Amá-l´O, é responder ao seu amor sempre novo, pela alegria de um caminhar incessante para ele, através do deserto: assim faz ela pelo voto de conversão de costumes. Sem isto, a monja poderia cair na rotina, na esclerose.

Sem o voto de estabilidade, ela poderia ser uma desarraigada, incessantemente à procura de um novo equilíbrio.

Obediência

O voto de obediência dá-lhe o meio de provar este amor sempre fiel e sempre novo que possui. Jésus era todo abertura, todo impulso, todo obediência à seu Pai. Pela sua obediência, passava ao Pai. Para Ele passava tão perfeitamente a cada momento que a morte não pôde retê-lo. Ultrapassou-a.

Numa solidão cada vez mais completa, fez-se obediente até à morte, e nisso consistiu a sua perfeita passo para o Pai, a ressurreição, a glória. O seu amor a Cristo impele a cartuxa para fora de si própria. Não é mais o que ela quer que conta, mas o que Ele quer, só Ele.

Que quer Ele? Esta vida na Cartuxa, em toda a sua monotonia e em toda a sua alegria. Também ela assim quer. Está disponível para todas as exigências, nos mínimos detalhes. É obedecer? Sim.

Libertar-se de si mesma pelo amor, estar em pleno acordo de pensamento e de ação com Jesus. Passar a Ele, passar ao Pai. Como em Jesus, esta passagem por vezes, pode bem ser um desarraigamento, uma morte… sempre para uma ressurreição.

Pobreza

Cristo entregou-se totalmente entre nas mãos de seu Pai, nas mãos dos homens. Viveu pelo Pai e para o Pai, pelos homens, em certo sentido, e para os homens. Perfeita obediência e perfeita pobreza que não têm outra fonte senão um perfeito amor. Em suma, obediência e pobreza juntam-se: é por isso que a cartuxa não faz voto explícito de pobreza, está contido no de obediência.

Escolher a pobreza não significa qualquer desprezo dos dons de Deus. A monja é apenas livre em relação a eles, como o que atravessa o deserto: não se embaraça com nada de supérfluo, mas recebe com alegria a menor gota de água.

Ser por Deus, para Deus, pelos outros e para eles, isso significa por em comum tudo o que se teve, tudo o que se é, de qualquer que é-se.

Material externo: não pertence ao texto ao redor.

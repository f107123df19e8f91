use crate::error::EngineError;
use rand::Rng;

/// One request a virtual user can issue, with its relative weight in the
/// profile's action mix.
#[derive(Debug, Clone)]
pub struct ActionSpec {
    pub name: String,
    pub method: String,
    pub path: String,
    pub weight: u32,
}

/// Picks one action with probability `weight / total`.
///
/// Draws a uniform integer in `[0, total)` and walks the sequence,
/// consuming each action's weight from the draw. The first action whose
/// weight covers the remaining draw wins, so ties on cumulative
/// boundaries resolve deterministically to the earlier action.
pub fn select<'a, R: Rng>(
    actions: &'a [ActionSpec],
    rng: &mut R,
) -> Result<&'a ActionSpec, EngineError> {
    if actions.is_empty() {
        return Err(EngineError::Configuration("action set is empty".to_string()));
    }
    let total: u64 = actions.iter().map(|a| u64::from(a.weight)).sum();
    if total == 0 {
        return Err(EngineError::Configuration(
            "total action weight is zero".to_string(),
        ));
    }

    let mut draw = rng.gen_range(0..total);
    for action in actions {
        let weight = u64::from(action.weight);
        if draw < weight {
            return Ok(action);
        }
        draw -= weight;
    }

    // draw < total guarantees the loop returned
    Err(EngineError::Configuration(
        "weight accumulation failed".to_string(),
    ))
}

Isso significa entregar-se totalmente, corpos e alma, comunhão fraterna. Deus fez-nos para a comunhão. Não pode haver verdadeira solidão sem este total empobrecimento que nos volta para Deus e para os outros.

Castidade

A monja recebe tudo de Deus para lho restituir, incluso o seu próprio ser. Castidade é uma conseqüência normal da sua doação total a Deus na solidão; também a cartuxa nisso se compromete prometendo obediência, sem voto explícito.

Deus liberta o seu coração, vem preencher e dilatar todas as suas possibilidades de amar. Derrama nela um amor transbordante, às dimensões do universo.